Surveys: You Get What You Give

We recently put Surveys to the test on our website.  We polled our clients to find out if they felt that Employee Surveys were worth their time.  With more than 50% of the vote, clients responded “I guess. I've seen some improvements as a result.” I’m not sure where you thought this would come in but, from my experience, it’s about right.  It’s not so much that employees loath organizational surveys but rather many feel that if nothing is done with the information than why does management bother. 

While the questions you ask are important, taking action and following up on survey results is even more so. If organizations do not have a specific plan in place prior to initiating a survey, and employees know this from experience, than respondents will be less likely to provide honest feedback and input. In other words, you will get what you give. We’ve been developing and administering surveys with our clients for many years now and while technology makes it extremely easy for organizations to gather input from their employees, if your surveys aren’t  behaviorally anchored then you will be less likely to achieve what you set out to and won’t have specific, actionable feedback to make the improvements you seek.
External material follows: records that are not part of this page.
use std::fs;
use std::path::PathBuf;
use std::time::Duration;

use anyhow::{Context, Result};
use chrono::Utc;
use clap::Parser;
use log::warn;
use serde_json::json;

use sma_ga_optimizer::criterion::Criterion;
use sma_ga_optimizer::genetic::{Deadline, GeneticOptimizer, NeverStop, StopSignal, seeded_rng};
use sma_ga_optimizer::market::{AppliedPrice, HistoryStore, MaMethod, Timeframe};
use sma_ga_optimizer::simulator::StrategySimulator;
use sma_ga_optimizer::OptimizerConfig;

const DEFAULT_OUT: &str = "sma_ga_result.json";

#[derive(Parser, Debug)]
#[command(author, version, about = "Genetic SMA crossover period optimizer")]
struct Args {
    /// TOML file with [market], [simulator] and [genetic] sections.
    #[arg(long)]
    config: Option<PathBuf>,
    /// Bars as CSV: time,open,high,low,close (or MT4 date,time,open,...).
    #[arg(long)]
    data_file: PathBuf,
    #[arg(long)]
    symbol: Option<String>,
    #[arg(long, value_enum)]
    timeframe: Option<Timeframe>,
    #[arg(long, value_enum)]
    criterion: Option<Criterion>,
    #[arg(long)]
    population: Option<usize>,
    #[arg(long)]
    generations: Option<usize>,
    #[arg(long)]
    tournament: Option<usize>,
    #[arg(long)]
    crossover_rate: Option<f64>,
    #[arg(long)]
    mutation_rate: Option<f64>,
    #[arg(long)]
    min_period: Option<usize>,
    #[arg(long)]
    max_period: Option<usize>,
    #[arg(long)]
    min_gap: Option<usize>,
    #[arg(long)]
    history_bars: Option<usize>,
    #[arg(long, value_enum)]
    ma_method: Option<MaMethod>,
    #[arg(long, value_enum)]
    applied_price: Option<AppliedPrice>,
    #[arg(long)]
    min_trades: Option<usize>,
    #[arg(long)]
    seed: Option<u64>,
    /// Stop between generations once this many seconds have passed.
    #[arg(long)]
    time_limit_secs: Option<u64>,
    #[arg(long)]
    out: Option<PathBuf>,
}

impl Args {
    fn apply(&self, cfg: &mut OptimizerConfig) {
        if let Some(v) = &self.symbol {
            cfg.market.symbol = v.clone();
        }
        if let Some(v) = self.timeframe {
            cfg.market.timeframe = v;
        }

        let ga = &mut cfg.genetic;
        if let Some(v) = self.criterion {
            ga.criterion = v;
        }
        if let Some(v) = self.population {
            ga.population_size = v;
        }
        if let Some(v) = self.generations {
            ga.generations = v;
        }
        if let Some(v) = self.tournament {
            ga.tournament_size = v;
        }
        if let Some(v) = self.crossover_rate {
            ga.crossover_rate = v;
        }
        if let Some(v) = self.mutation_rate {
            ga.mutation_rate = v;
        }
        if let Some(v) = self.min_period {
            ga.bounds.min_period = v;
        }
        if let Some(v) = self.max_period {
            ga.bounds.max_period = v;
        }
        if let Some(v) = self.min_gap {
            ga.bounds.min_gap = v;
        }
        if self.seed.is_some() {
            ga.seed = self.seed;
        }

        let sim = &mut cfg.simulator;
        if let Some(v) = self.history_bars {
            sim.history_bars = v;
        }
        if let Some(v) = self.ma_method {
            sim.ma_method = v;
        }
        if let Some(v) = self.applied_price {
            sim.applied_price = v;
        }
        if let Some(v) = self.min_trades {
            sim.min_trades = v;
        }

        if let Some(v) = &self.out {
            cfg.output = Some(v.clone());
        }
    }
}

fn main() -> Result<()> {
    env_logger::Builder::from_env(env_logger::Env::default().default_filter_or("info")).init();
    let args = Args::parse();

    let mut cfg = match &args.config {
        Some(path) => OptimizerConfig::load(path)
            .with_context(|| format!("failed to load config {}", path.display()))?,
        None => OptimizerConfig::default(),
    };
    args.apply(&mut cfg);
    cfg.genetic = cfg.genetic.sanitized();

    let context = cfg.context();
    let store = HistoryStore::load_csv(&args.data_file, context.clone())
        .with_context(|| format!("failed to load bars from {}", args.data_file.display()))?;

    if let Some(found) = Timeframe::infer(store.history()) {
        if found != context.timeframe {
            warn!(
                "bars in {} look like {} but {} was configured",
                args.data_file.display(),
                found,
                context.timeframe
            );
        }
    }
    let needed = cfg
        .simulator
        .history_bars
        .saturating_add(cfg.genetic.bounds.max_period)
        .saturating_add(2);
    if store.len() < needed {
        warn!(
            "{} bars loaded, {} needed for the longest period; such candidates will score worst",
            store.len(),
            needed
        );
    }

    println!("data={}", args.data_file.display());
    println!(
        "symbol={} timeframe={} bars={} history_bars={} criterion={} population={} generations={}",
        context.symbol,
        context.timeframe,
        store.len(),
        cfg.simulator.history_bars,
        cfg.genetic.criterion,
        cfg.genetic.population_size,
        cfg.genetic.generations
    );

    let simulator = StrategySimulator::new(&store, context.clone(), cfg.simulator.clone());
    let rng = seeded_rng(cfg.genetic.seed);
    let mut optimizer = GeneticOptimizer::new(cfg.genetic.clone(), &simulator, rng);

    let stop: Box<dyn StopSignal> = match args.time_limit_secs {
        Some(secs) => Box::new(Deadline::after(Duration::from_secs(secs))),
        None => Box::new(NeverStop),
    };
    let outcome = optimizer.run(&*stop);

    let (short, long) = outcome.best.periods();
    let report = simulator.simulate(short, long).ok();

    let payload = json!({
        "objective": format!(
            "{} of an SMA crossover on {} {}",
            outcome.criterion, context.symbol, context.timeframe
        ),
        "generated_at_utc": Utc::now().to_rfc3339(),
        "data_file": args.data_file,
        "bars_loaded": store.len(),
        "settings": cfg,
        "interrupted": outcome.interrupted,
        "generations_completed": outcome.generations_completed,
        "evaluations": outcome.evaluations,
        "cache_hits": outcome.cache_hits,
        "best": {
            "short_period": short,
            "long_period": long,
            "fitness": outcome.best_fitness(),
            "stats": report.as_ref().map(|r| &r.stats),
            "trades": report.as_ref().map(|r| &r.trades),
        },
        "history": outcome.history,
    });

    let out = cfg.output.clone().unwrap_or_else(|| PathBuf::from(DEFAULT_OUT));
    fs::write(&out, serde_json::to_string_pretty(&payload)?)
        .with_context(|| format!("failed to write {}", out.display()))?;

    println!("\nSaved result: {}", out.display());
    println!(
        "Best short={} long={} {}={:.6} generations={} interrupted={}",
        short,
        long,
        outcome.criterion,
        outcome.best_fitness(),
        outcome.generations_completed,
        if outcome.interrupted { 1 } else { 0 }
    );
    if let Some(r) = &report {
        println!(
            "trades={} net_profit={:.5} profit_factor={:.3} max_dd={:.2}%",
            r.stats.trades,
            r.stats.net_profit,
            Criterion::ProfitFactor.score(&r.stats),
            r.stats.max_drawdown_pct
        );
    } else {
        println!("WARNING: not enough data to replay the best pair.");
    }

    Ok(())
}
Next time you are considering surveying your employees, I suggest you make clear, beforehand, what you will do with the information you gather as a result.  If done right, your survey results can:

  • Identify areas for change in how work is done or how your culture can be improved and sustained
  • Uncover management and personal leadership practices that inhibit performance and provide steps toward improvement
  • Outline systemic issues that impeded or support business objectives
  • Expose practices and processes that unintentionally promote unsafe behavior
  • Create clear paths to achieve individual and team success

In the final analysis, surveys should be seen as the beginning not the end.  They are a way to find out what changes should be made and their priority.  If no changes are made the whole exercise was a waste of time and money.   If employees know that their input made a difference, you will get more valuable input in future surveys that will lead to bottom-line improvements.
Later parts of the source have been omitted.